I’m a die-hard walker, walking most days approximately two
miles in thirty minutes. I love to walk.
Previous winters I have had a faithful walking partner, a
woman who is as nuts as I am, walking out in the wind and the snow, yaktrax on
our boots, our faces slathered with Vaseline, our bodies bundled beyond
recognition. We’d pick our way through icy patches, figuring if one of us went
down the other could get her upright or at least call for help.
Two bad things have happened this winter: My walking companion
moved to Maine and the Arctic Vortex has driven southward and gathered the
north east—and much of the rest of the country--into its costly, icy grip. I’m not at
all sure what the Arctic Vortex is, having never heard of it until this year,
but it is seriously nasty.
I can manage to
walk without my friend; it’s not as much fun, not by a long shot, but I can
manage.
But the Arctic Vortex? That’s another story. Below zero wind
chills rip my face off and as a result, I am walking less. What’s worse, on the other side
of the health equation, I am surprised to discover that I am eating more.
I say “surprised”
because it’s only recently that I have noticed foods appearing in my fridge and
on my shelves that do not ordinarily inhabit my kitchen.

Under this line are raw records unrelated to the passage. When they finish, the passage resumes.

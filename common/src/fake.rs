//! Recording fakes for the capability traits.
//!
//! Fakes share a [`Trace`] through a plain reference, so a test can hand the
//! fakes to a driver and still inspect what the driver did, including the
//! interleaving of pin writes and delays.
//!
//! ```ignore
//! let trace = Trace::<256>::new();
//! let mut pin = RecordingPin::new(&trace, 7);
//! pin.set_high();
//! assert_eq!(trace.events()[0], TraceEvent::Pin { id: 7, high: true });
//! ```

use core::cell::RefCell;

use embedded_hal::delay::DelayNs;
use heapless::{Deque, Vec};

use crate::error::SensorFault;
use crate::hal::{AnalogInput, DigitalOutput, PwmOutput};

/// One recorded side effect.
#[derive(Clone, Copy, Debug, PartialEq, Eq)]
pub enum TraceEvent {
    /// Digital line `id` was written.
    Pin {
        /// Identifier chosen by the test.
        id: u8,
        /// Level written.
        high: bool,
    },
    /// Blocking wait.
    Delay {
        /// Duration in nanoseconds.
        ns: u64,
    },
    /// PWM started at a duty cycle.
    PwmStart {
        /// Duty cycle percent.
        duty: u8,
    },
    /// PWM frequency change.
    PwmFrequency {
        /// New frequency.
        hz: u32,
    },
    /// PWM stopped.
    PwmStop,
}

/// Append-only event log with a fixed capacity. Events past capacity are
/// dropped, but the virtual clock keeps counting.
pub struct Trace<const N: usize> {
    events: RefCell<Vec<TraceEvent, N>>,
    elapsed_ns: RefCell<u64>,
}

impl<const N: usize> Trace<N> {
    /// Empty trace.
    pub const fn new() -> Self {
        Self {
            events: RefCell::new(Vec::new()),
            elapsed_ns: RefCell::new(0),
        }
    }

    fn record(
        &self,
        event: TraceEvent,
    ) {
        if let TraceEvent::Delay { ns } = event {
            *self.elapsed_ns.borrow_mut() += ns;
        }
        self.events.borrow_mut().push(event).ok();
    }

    /// Copy of the recorded events.
    pub fn events(&self) -> Vec<TraceEvent, N> { self.events.borrow().clone() }

    /// Total virtual time spent in delays.
    pub fn elapsed_ns(&self) -> u64 { *self.elapsed_ns.borrow() }

    /// Total virtual time spent in delays, in milliseconds.
    pub fn elapsed_ms(&self) -> u64 { self.elapsed_ns() / 1_000_000 }

    /// Forget everything recorded so far.
    pub fn clear(&self) {
        self.events.borrow_mut().clear();
        *self.elapsed_ns.borrow_mut() = 0;
    }

    /// Final level written to line `id`, if any.
    pub fn last_level(
        &self,
        id: u8,
    ) -> Option<bool> {
        self.events.borrow().iter().rev().find_map(|e| match *e {
            TraceEvent::Pin { id: pin, high } if pin == id => Some(high),
            _ => None,
        })
    }
}

impl<const N: usize> Default for Trace<N> {
    fn default() -> Self { Self::new() }
}

/// Digital output that logs every write.
pub struct RecordingPin<'a, const N: usize> {
    trace: &'a Trace<N>,
    id: u8,
}

impl<'a, const N: usize> RecordingPin<'a, N> {
    /// Pin reporting as `id`.
    pub const fn new(
        trace: &'a Trace<N>,
        id: u8,
    ) -> Self {
        Self { trace, id }
    }
}

impl<const N: usize> DigitalOutput for RecordingPin<'_, N> {
    fn set_level(
        &mut self,
        high: bool,
    ) {
        self.trace.record(TraceEvent::Pin { id: self.id, high });
    }
}

/// Delay that advances a virtual clock instead of sleeping.
#[derive(Clone, Copy)]
pub struct VirtualDelay<'a, const N: usize> {
    trace: &'a Trace<N>,
}

impl<'a, const N: usize> VirtualDelay<'a, N> {
    /// Delay recording into `trace`.
    pub const fn new(trace: &'a Trace<N>) -> Self { Self { trace } }
}

impl<const N: usize> DelayNs for VirtualDelay<'_, N> {
    fn delay_ns(
        &mut self,
        ns: u32,
    ) {
        self.trace.record(TraceEvent::Delay { ns: u64::from(ns) });
    }

    fn delay_us(
        &mut self,
        us: u32,
    ) {
        self.trace.record(TraceEvent::Delay {
            ns: u64::from(us) * 1_000,
        });
    }

    fn delay_ms(
        &mut self,
        ms: u32,
    ) {
        self.trace.record(TraceEvent::Delay {
            ns: u64::from(ms) * 1_000_000,
        });
    }
}

/// PWM channel that logs every call.
pub struct RecordingBuzzer<'a, const N: usize> {
    trace: &'a Trace<N>,
}

impl<'a, const N: usize> RecordingBuzzer<'a, N> {
    /// Buzzer recording into `trace`.
    pub const fn new(trace: &'a Trace<N>) -> Self { Self { trace } }
}

impl<const N: usize> PwmOutput for RecordingBuzzer<'_, N> {
    fn start(
        &mut self,
        duty_percent: u8,
    ) {
        self.trace.record(TraceEvent::PwmStart { duty: duty_percent });
    }

    fn set_frequency(
        &mut self,
        hz: u32,
    ) {
        self.trace.record(TraceEvent::PwmFrequency { hz });
    }

    fn stop(&mut self) { self.trace.record(TraceEvent::PwmStop); }
}

/// Maximum number of queued samples in a [`ScriptedAnalog`].
pub const SCRIPT_LEN: usize = 16;

/// Analog channel that replays a script of samples, then repeats the last one.
pub struct ScriptedAnalog {
    script: Deque<Result<f32, SensorFault>, SCRIPT_LEN>,
    last: Result<f32, SensorFault>,
}

impl ScriptedAnalog {
    /// Replay `volts` in order. Extra entries past [`SCRIPT_LEN`] are ignored.
    pub fn new(volts: &[f32]) -> Self {
        let mut channel = Self {
            script: Deque::new(),
            last: Err(SensorFault::ReadFailed),
        };
        for v in volts {
            channel.push(Ok(*v));
        }
        channel
    }

    /// Channel whose every read fails.
    pub fn failing() -> Self { Self::new(&[]) }

    /// Queue another sample (or failure).
    pub fn push(
        &mut self,
        sample: Result<f32, SensorFault>,
    ) {
        self.script.push_back(sample).ok();
    }
}

impl AnalogInput for ScriptedAnalog {
    fn read_voltage(&mut self) -> Result<f32, SensorFault> {
        if let Some(next) = self.script.pop_front() {
            self.last = next;
        }
        self.last
    }
}
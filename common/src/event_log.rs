//! Ring buffer of recent control-loop events.
//!
//! The control loop pushes one line per notable event (startup, faults, band
//! changes, unit toggles, shutdown). The desktop monitor shows the lines in its
//! status panel; the firmware reports the same events through defmt.
//!
//! ```ignore
//! let mut log = EventLog::new();
//! log.push("Monitor started");
//! for line in log.iter() {
//!     println!("{}", line);
//! }
//! ```

use heapless::{Deque, String};

// =============================================================================
// Event Log Configuration
// =============================================================================

/// Maximum number of lines kept.
pub const EVENT_LOG_SIZE: usize = 6;

/// Maximum characters per line (longer messages are truncated).
pub const EVENT_LINE_LENGTH: usize = 48;

/// One log line.
pub type EventLine = String<EVENT_LINE_LENGTH>;

// =============================================================================
// Event Log Ring Buffer
// =============================================================================

/// Last [`EVENT_LOG_SIZE`] messages, oldest first.
#[derive(Clone, Debug, Default)]
pub struct EventLog {
    buffer: Deque<EventLine, EVENT_LOG_SIZE>,
}

impl EventLog {
    /// Empty log.
    pub const fn new() -> Self { Self { buffer: Deque::new() } }

    /// Append a message, dropping the oldest when full.
    pub fn push(
        &mut self,
        msg: &str,
    ) {
        if self.buffer.is_full() {
            self.buffer.pop_front();
        }

        let mut line = EventLine::new();
        for c in msg.chars() {
            if line.push(c).is_err() {
                break;
            }
        }

        self.buffer.push_back(line).ok();
    }

    /// Messages, oldest first.
    pub fn iter(&self) -> impl Iterator<Item = &str> { self.buffer.iter().map(|line| line.as_str()) }

    /// Most recent message.
    pub fn latest(&self) -> Option<&str> { self.buffer.back().map(|line| line.as_str()) }

    #[inline]
    pub fn len(&self) -> usize { self.buffer.len() }

    #[inline]
    pub fn is_empty(&self) -> bool { self.buffer.is_empty() }
}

Where did that bag of Tate’s Double Chocolate Chip cookies
come from? And the shining container of Quadratini, Dark Chocolate Bite Size
Wafer Cookies? I think the idea of “Bite
Size” must have seemed safe to me when I snatched them up at Whole Foods, but
bite size doesn’t help much if---as I did yesterday--you eat ten of them, one
right after the other.
And how did the rich
and creamy Cold Fusion Cocoanut Gelato get into my freezer?
These are not good
signs.
I’d like to think that, intuitively, like a bear, I am attempting
to build a layer of fat against the relentless cold of this winter and that, of
course, come spring, that layer will drop off, simply melt away, as I go
frolicking along the sidewalks without having to guard against ice and without
a choked-wrapped scarf around my face and nose.
This is an illusion.
The weight will not drop off. I know it won’t. Soon my jeans will fail to zip
and I’ll have to join a gym—something I have never wanted to do.
It will all be the fault of the Arctic Vortex, a phenomenon,
which, I feel strongly, should go back home where it belongs.